L’extension des violences vers le Bénin et de nouvelles zones frontalières révèle une mutation stratégique des groupes armés. Au-delà de la crise humanitaire, c’est l’architecture sécuritaire régionale qui est désormais remise en question.
Pendant plus d’une décennie, l’épicentre de l’insécurité en Afrique de l’Ouest semblait relativement circonscrit. Le nord-est du Nigeria, le bassin du lac Tchad et les frontières du Cameroun, du Niger et du Tchad concentraient l’essentiel des opérations de Boko Haram, de l’État islamique en Afrique de l’Ouest (ISWAP) et d’autres groupes armés. Cette géographie est aujourd’hui en pleine recomposition.
Le Haut-Commissariat des Nations unies pour les réfugiés (HCR) alerte sur une extension progressive des violences vers des territoires jusque-là relativement préservés. Le Bénin accueille désormais des réfugiés nigérians fuyant les attaques, tandis que de nouveaux mouvements de populations sont observés entre le Niger et le Nigeria. Cette évolution traduit une menace devenue plus diffuse, mobile et difficile à contenir.
Au-delà des 3,5 millions de déplacés recensés dans le bassin du lac Tchad, dont plus de 323 000 réfugiés, ce sont désormais les équilibres sécuritaires de l’ensemble de l’Afrique de l’Ouest qui sont questionnés. Depuis le début de l’année, plus de 77 000 personnes ont franchi une frontière pour chercher protection, tandis que 8,2 millions d’habitants nécessitent une assistance humanitaire.

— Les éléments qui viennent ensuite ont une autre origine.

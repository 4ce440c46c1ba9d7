//! Pipeline events and the observers that render them.
//!
//! Stages report what happens through an [`Observer`] instead of logging
//! directly, so diagnostics never influence control flow and tests can
//! record the exact event sequence.

use std::path::Path;
use std::time::Duration;

use indicatif::ProgressBar;

use crate::progress::fmt_num;

/// Something observable happened in a pipeline stage.
#[derive(Debug, Clone, Copy)]
pub enum Event<'a> {
    /// A fetch attempt begins (1-based)
    AttemptStarted {
        label: &'a str,
        attempt: u32,
        max_attempts: u32,
    },
    /// A fetch attempt failed
    AttemptFailed {
        label: &'a str,
        attempt: u32,
        error: &'a str,
    },
    /// Sleeping before the next attempt
    RetryScheduled {
        label: &'a str,
        next_attempt: u32,
        delay: Duration,
    },
    /// No attempts left (or the error is not retryable)
    TargetFailed {
        label: &'a str,
        attempts: u32,
        error: &'a str,
    },
    /// A target went through the whole pipeline
    TargetCompleted {
        label: &'a str,
        records: u64,
        malformed: u64,
    },
    ChunkOpened {
        index: usize,
        path: &'a Path,
    },
    ChunkClosed {
        index: usize,
        path: &'a Path,
        rows: u64,
    },
}

/// Receives pipeline events. Shared across stage threads.
pub trait Observer: Send + Sync {
    fn event(&self, event: &Event<'_>);
}

/// Discards every event.
#[derive(Debug, Default)]
pub struct NullObserver;

impl Observer for NullObserver {
    fn event(&self, _event: &Event<'_>) {}
}

/// Renders events through `log` and mirrors the latest one on a status line.
#[derive(Debug)]
pub struct LogObserver {
    pb: ProgressBar,
}

impl LogObserver {
    pub fn new(pb: ProgressBar) -> Self {
        Self { pb }
    }
}

impl Default for LogObserver {
    fn default() -> Self {
        Self::new(ProgressBar::hidden())
    }
}

impl Observer for LogObserver {
    fn event(&self, event: &Event<'_>) {
        match *event {
            Event::AttemptStarted {
                label,
                attempt,
                max_attempts,
            } => {
                log::info!("{label}: attempt {attempt}/{max_attempts}");
                self.pb
                    .set_message(format!("{label}: downloading ({attempt}/{max_attempts})"));
            }
            Event::AttemptFailed {
                label,
                attempt,
                error,
            } => log::warn!("{label}: attempt {attempt} failed: {error}"),
            Event::RetryScheduled {
                label,
                next_attempt,
                delay,
            } => {
                log::info!(
                    "{label}: retrying in {}s (attempt {next_attempt})",
                    delay.as_secs()
                );
                self.pb
                    .set_message(format!("{label}: waiting {}s to retry", delay.as_secs()));
            }
            Event::TargetFailed {
                label,
                attempts,
                error,
            } => log::warn!("{label}: giving up after {attempts} attempt(s): {error}"),
            Event::TargetCompleted {
                label,
                records,
                malformed,
            } => {
                if malformed > 0 {
                    log::info!(
                        "{label}: {} records ({malformed} malformed skipped)",
                        fmt_num(records as usize)
                    );
                } else {
                    log::info!("{label}: {} records", fmt_num(records as usize));
                }
                self.pb.set_message(format!("{label}: done"));
            }
            Event::ChunkOpened { index, path } => {
                log::debug!("chunk {index:04}: opened {}", path.display());
            }
            Event::ChunkClosed { index, path, rows } => {
                log::info!(
                    "chunk {index:04}: {} rows -> {}",
                    fmt_num(rows as usize),
                    path.display()
                );
            }
        }
    }
}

Cette évolution illustre une transformation profonde des modes opératoires des groupes armés. Plutôt que de contrôler durablement un territoire, ils privilégient désormais la mobilité, les incursions transfrontalières et la dispersion de leurs capacités. Cette stratégie complique la réponse des États, dont les dispositifs sécuritaires restent largement organisés selon des frontières nationales alors que la menace ignore désormais ces limites.
Cette fragmentation accroît également les vulnérabilités économiques. Les corridors commerciaux reliant le golfe de Guinée au Sahel deviennent plus exposés, les échanges transfrontaliers ralentissent et les investissements privés hésitent davantage à s’implanter dans des zones où l’incertitude sécuritaire progresse. L’insécurité devient ainsi un facteur de désorganisation économique régionale.
Le coût humain demeure considérable. Les femmes et les enfants sont les premières victimes de cette spirale. Selon le HCR, un ménage sur cinq ne se sent plus en sécurité et près d’un enfant sur deux est désormais privé d’école dans plusieurs zones affectées, alimentant un cycle où pauvreté, déscolarisation et recrutement par les groupes armés se renforcent mutuellement.
Cette nouvelle géographie de la violence constitue également un défi stratégique pour les organisations régionales. La CEDEAO, la CEEAC, la Force multinationale mixte du bassin du lac Tchad et leurs partenaires internationaux devront adapter leurs dispositifs à une menace désormais plus éclatée et moins prévisible.
La crise du bassin du lac Tchad n’est plus un conflit périphérique. Elle devient l’un des principaux foyers d’instabilité de l’Afrique de l’Ouest, où sécurité, gouvernance, développement économique et contrôle des espaces transfrontaliers sont désormais indissociables. L’enjeu dépasse la réponse humanitaire : il s’agit désormais d’empêcher que cette insécurité en expansion ne redessine durablement la carte géopolitique de la région.